> **WHAT THE TASK REQUIRES**: The listing is to be printed in full, exactly as given.

═════ SOURCE DATA ═════

//! Health endpoints: app info, liveness, readiness.

use axum::extract::State;
use axum::http::StatusCode;
use axum::response::{IntoResponse, Response};
use axum::Json;
use serde::Serialize;
use serde_json::json;
use std::collections::BTreeMap;
use std::sync::Arc;
use utoipa::ToSchema;
use uuid::Uuid;

use transmute_storage::Storage;

use crate::state::AppState;
use crate::{APP_NAME, APP_VERSION};

#[derive(Debug, Serialize, ToSchema)]
pub struct AppInfo {
    pub name: &'static str,
    pub version: &'static str,
}

/// Return application metadata.
pub async fn app_info() -> Json<AppInfo> {
    Json(AppInfo {
        name: APP_NAME,
        version: APP_VERSION,
    })
}

/// Simple liveness check to confirm the server is running.
pub async fn liveness() -> Json<serde_json::Value> {
    Json(json!({ "status": "alive" }))
}

/// Readiness check: database reachable and storage writable.
pub async fn readiness(State(state): State<Arc<AppState>>) -> Response {
    let mut checks: BTreeMap<&'static str, String> = BTreeMap::new();

    match sqlx::query_scalar::<_, i64>("SELECT 1").fetch_one(&state.pool).await {
        Ok(_) => {
            checks.insert("database", "ok".to_string());
        }
        Err(e) => {
            checks.insert("database", format!("error: {}", e));
        }
    }

    let probe_key = format!("health/probe-{}", Uuid::new_v4());
    let storage_ok = match state.storage.put(&probe_key, b"ok".to_vec()).await {
        Ok(_) => state.storage.delete(&probe_key).await.is_ok(),
        Err(_) => false,
    };
    checks.insert(
        "storage",
        if storage_ok {
            "ok".to_string()
        } else {
            "error: storage probe failed".to_string()
        },
    );

    let ready = checks.values().all(|v| v == "ok");
    if ready {
        Json(json!({ "status": "ready", "checks": checks })).into_response()
    } else {
        (
            StatusCode::SERVICE_UNAVAILABLE,
            Json(json!({ "status": "not_ready", "checks": checks })),
        )
            .into_response()
    }
}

═════

> **SOLUTION**:
//! Health endpoints: app info, liveness, readiness.

use axum::extract::State;
use axum::http::StatusCode;
use axum::response::{IntoResponse, Response};
use axum::Json;
use serde::Serialize;
use serde_json::json;
use std::collections::BTreeMap;
use std::sync::Arc;
use utoipa::ToSchema;
use uuid::Uuid;

use transmute_storage::Storage;

use crate::state::AppState;
use crate::{APP_NAME, APP_VERSION};

#[derive(Debug, Serialize, ToSchema)]
pub struct AppInfo {
    pub name: &'static str,
    pub version: &'static str,
}

/// Return application metadata.
pub async fn app_info() -> Json<AppInfo> {
    Json(AppInfo {
        name: APP_NAME,
        version: APP_VERSION,
    })
}

/// Simple liveness check to confirm the server is running.
pub async fn liveness() -> Json<serde_json::Value> {
    Json(json!({ "status": "alive" }))
}

/// Readiness check: database reachable and storage writable.
pub async fn readiness(State(state): State<Arc<AppState>>) -> Response {
    let mut checks: BTreeMap<&'static str, String> = BTreeMap::new();

    match sqlx::query_scalar::<_, i64>("SELECT 1").fetch_one(&state.pool).await {
        Ok(_) => {
            checks.insert("database", "ok".to_string());
        }
        Err(e) => {
            checks.insert("database", format!("error: {}", e));
        }
    }

    let probe_key = format!("health/probe-{}", Uuid::new_v4());
    let storage_ok = match state.storage.put(&probe_key, b"ok".to_vec()).await {
        Ok(_) => state.storage.delete(&probe_key).await.is_ok(),
        Err(_) => false,
    };
    checks.insert(
        "storage",
        if storage_ok {
            "ok".to_string()
        } else {
            "error: storage probe failed".to_string()
        },
    );

    let ready = checks.values().all(|v| v == "ok");
    if ready {
        Json(json!({ "status": "ready", "checks": checks })).into_response()
    } else {
        (
            StatusCode::SERVICE_UNAVAILABLE,
            Json(json!({ "status": "not_ready", "checks": checks })),
        )
            .into_response()
    }
}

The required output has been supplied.